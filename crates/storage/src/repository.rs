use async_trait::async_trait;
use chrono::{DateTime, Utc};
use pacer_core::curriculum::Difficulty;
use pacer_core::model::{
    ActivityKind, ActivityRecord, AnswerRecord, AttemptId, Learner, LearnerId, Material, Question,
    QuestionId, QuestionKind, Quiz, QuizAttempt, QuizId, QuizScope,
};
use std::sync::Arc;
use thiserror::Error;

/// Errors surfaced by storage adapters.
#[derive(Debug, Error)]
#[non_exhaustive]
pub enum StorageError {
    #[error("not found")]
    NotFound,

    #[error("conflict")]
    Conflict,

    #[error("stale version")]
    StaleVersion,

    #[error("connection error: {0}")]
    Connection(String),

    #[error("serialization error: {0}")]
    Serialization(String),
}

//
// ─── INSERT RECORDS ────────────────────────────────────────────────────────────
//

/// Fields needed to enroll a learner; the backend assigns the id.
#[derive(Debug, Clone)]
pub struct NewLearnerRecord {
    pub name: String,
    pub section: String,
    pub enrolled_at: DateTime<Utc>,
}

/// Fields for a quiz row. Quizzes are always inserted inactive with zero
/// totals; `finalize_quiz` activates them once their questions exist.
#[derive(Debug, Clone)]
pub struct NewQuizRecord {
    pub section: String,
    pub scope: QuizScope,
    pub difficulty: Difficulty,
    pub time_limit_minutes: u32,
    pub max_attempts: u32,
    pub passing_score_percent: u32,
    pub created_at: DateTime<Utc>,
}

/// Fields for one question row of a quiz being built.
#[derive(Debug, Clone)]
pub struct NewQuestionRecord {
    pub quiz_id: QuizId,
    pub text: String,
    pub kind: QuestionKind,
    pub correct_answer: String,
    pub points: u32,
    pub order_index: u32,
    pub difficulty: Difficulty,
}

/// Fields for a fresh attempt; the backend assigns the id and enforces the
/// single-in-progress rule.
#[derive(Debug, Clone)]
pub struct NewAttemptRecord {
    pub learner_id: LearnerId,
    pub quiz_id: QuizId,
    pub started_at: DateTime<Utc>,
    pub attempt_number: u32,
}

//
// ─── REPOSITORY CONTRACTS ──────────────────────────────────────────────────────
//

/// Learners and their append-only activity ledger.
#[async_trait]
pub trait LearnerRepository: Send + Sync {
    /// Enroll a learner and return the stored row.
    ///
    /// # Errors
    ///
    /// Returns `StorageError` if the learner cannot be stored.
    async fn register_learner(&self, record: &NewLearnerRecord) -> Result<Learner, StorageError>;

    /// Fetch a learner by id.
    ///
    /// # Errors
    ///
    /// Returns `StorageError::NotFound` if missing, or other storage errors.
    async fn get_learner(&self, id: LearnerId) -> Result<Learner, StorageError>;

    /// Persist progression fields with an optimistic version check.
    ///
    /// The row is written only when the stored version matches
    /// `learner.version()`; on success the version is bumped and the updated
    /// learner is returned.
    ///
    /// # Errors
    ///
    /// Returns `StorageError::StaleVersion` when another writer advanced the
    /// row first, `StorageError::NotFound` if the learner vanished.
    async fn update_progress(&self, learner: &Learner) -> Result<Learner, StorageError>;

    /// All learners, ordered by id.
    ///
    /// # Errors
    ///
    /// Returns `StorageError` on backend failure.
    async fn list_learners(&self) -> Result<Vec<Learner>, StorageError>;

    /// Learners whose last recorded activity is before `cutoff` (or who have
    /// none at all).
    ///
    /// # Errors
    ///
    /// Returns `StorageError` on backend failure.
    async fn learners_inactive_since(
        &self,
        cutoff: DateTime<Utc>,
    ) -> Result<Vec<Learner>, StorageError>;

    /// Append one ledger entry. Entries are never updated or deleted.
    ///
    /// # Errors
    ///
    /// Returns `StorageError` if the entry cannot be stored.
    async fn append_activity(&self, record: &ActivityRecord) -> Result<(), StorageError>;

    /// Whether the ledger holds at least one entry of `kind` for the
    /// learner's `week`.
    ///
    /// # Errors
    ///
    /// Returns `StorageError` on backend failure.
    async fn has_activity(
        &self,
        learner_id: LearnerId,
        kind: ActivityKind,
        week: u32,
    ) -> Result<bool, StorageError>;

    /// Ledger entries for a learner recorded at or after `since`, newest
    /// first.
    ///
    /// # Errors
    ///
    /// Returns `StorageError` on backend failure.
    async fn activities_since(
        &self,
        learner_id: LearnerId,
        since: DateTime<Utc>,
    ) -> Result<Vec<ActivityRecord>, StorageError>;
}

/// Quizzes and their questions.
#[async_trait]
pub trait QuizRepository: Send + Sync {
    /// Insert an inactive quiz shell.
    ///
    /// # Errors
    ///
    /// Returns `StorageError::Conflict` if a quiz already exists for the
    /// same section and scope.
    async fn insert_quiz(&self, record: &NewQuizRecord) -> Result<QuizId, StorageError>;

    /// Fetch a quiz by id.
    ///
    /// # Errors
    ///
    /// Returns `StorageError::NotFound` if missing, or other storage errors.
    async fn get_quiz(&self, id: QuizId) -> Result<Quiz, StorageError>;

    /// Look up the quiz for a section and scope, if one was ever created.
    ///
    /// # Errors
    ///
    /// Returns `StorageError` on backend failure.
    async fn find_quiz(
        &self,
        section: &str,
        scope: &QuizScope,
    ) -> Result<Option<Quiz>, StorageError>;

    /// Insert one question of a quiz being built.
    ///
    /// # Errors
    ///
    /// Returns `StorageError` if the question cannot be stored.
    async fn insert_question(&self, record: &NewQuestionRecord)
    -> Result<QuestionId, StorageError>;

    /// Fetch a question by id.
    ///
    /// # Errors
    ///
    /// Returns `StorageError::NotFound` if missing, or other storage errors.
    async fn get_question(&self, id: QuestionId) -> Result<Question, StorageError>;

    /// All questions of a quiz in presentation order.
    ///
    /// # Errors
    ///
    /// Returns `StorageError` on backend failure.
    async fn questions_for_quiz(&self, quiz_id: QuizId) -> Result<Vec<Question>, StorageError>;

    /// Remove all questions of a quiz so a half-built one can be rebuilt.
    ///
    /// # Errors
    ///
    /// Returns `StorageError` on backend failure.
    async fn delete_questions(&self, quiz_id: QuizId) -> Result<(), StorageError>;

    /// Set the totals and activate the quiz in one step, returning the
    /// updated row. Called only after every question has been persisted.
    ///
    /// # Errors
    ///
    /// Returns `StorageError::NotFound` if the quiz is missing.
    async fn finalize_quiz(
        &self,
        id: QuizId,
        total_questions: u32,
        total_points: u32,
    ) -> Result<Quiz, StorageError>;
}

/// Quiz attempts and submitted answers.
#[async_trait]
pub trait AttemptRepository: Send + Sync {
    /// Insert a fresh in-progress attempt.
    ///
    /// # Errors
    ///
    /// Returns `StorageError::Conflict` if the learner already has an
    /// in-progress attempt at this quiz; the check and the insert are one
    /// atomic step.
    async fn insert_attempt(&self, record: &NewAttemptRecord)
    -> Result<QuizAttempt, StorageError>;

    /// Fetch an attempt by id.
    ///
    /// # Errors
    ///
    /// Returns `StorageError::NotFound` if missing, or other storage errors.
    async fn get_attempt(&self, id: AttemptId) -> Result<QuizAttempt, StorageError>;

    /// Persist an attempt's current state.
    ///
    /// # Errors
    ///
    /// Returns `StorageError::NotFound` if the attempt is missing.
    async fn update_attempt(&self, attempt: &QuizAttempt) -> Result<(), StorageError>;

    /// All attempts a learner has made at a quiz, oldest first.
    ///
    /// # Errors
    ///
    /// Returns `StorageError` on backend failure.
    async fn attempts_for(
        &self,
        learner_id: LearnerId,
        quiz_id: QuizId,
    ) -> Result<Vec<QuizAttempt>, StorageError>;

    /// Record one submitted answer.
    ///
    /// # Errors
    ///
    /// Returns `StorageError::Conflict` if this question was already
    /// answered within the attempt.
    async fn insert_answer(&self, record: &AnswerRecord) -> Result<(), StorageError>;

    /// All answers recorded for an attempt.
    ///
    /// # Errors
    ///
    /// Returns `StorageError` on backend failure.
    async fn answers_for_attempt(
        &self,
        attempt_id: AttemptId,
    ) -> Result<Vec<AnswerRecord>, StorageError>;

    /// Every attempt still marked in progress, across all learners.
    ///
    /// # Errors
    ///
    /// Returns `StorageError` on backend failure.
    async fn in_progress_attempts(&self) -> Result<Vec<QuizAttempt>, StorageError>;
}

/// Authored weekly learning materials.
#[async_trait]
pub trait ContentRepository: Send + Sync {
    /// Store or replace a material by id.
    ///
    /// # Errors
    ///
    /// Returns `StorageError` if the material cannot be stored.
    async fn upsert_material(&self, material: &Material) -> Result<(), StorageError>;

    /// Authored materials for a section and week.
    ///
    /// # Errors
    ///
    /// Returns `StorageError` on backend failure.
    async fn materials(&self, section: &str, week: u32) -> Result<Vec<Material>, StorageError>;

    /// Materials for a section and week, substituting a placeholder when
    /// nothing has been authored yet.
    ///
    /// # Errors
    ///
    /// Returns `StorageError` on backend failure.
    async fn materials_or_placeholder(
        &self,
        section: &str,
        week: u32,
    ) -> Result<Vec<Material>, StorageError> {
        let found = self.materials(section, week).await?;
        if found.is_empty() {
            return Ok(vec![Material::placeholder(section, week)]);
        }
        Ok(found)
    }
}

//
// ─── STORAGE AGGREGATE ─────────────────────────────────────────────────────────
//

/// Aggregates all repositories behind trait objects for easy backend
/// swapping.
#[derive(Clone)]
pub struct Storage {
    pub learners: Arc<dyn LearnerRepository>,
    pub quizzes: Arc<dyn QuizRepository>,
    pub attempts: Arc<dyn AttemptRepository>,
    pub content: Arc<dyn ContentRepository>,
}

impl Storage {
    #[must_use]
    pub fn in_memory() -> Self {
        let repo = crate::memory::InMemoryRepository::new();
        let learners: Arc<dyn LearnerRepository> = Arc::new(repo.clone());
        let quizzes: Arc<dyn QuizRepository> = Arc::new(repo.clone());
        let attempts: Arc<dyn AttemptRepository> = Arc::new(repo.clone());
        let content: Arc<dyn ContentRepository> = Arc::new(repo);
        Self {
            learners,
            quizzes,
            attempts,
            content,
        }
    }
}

-------

ACTION ITEM:
Scan the listing above and identify each line holding the string "NewAttemptRecord"; copy every such line.

OUTPUT:
pub struct NewAttemptRecord {
    async fn insert_attempt(&self, record: &NewAttemptRecord)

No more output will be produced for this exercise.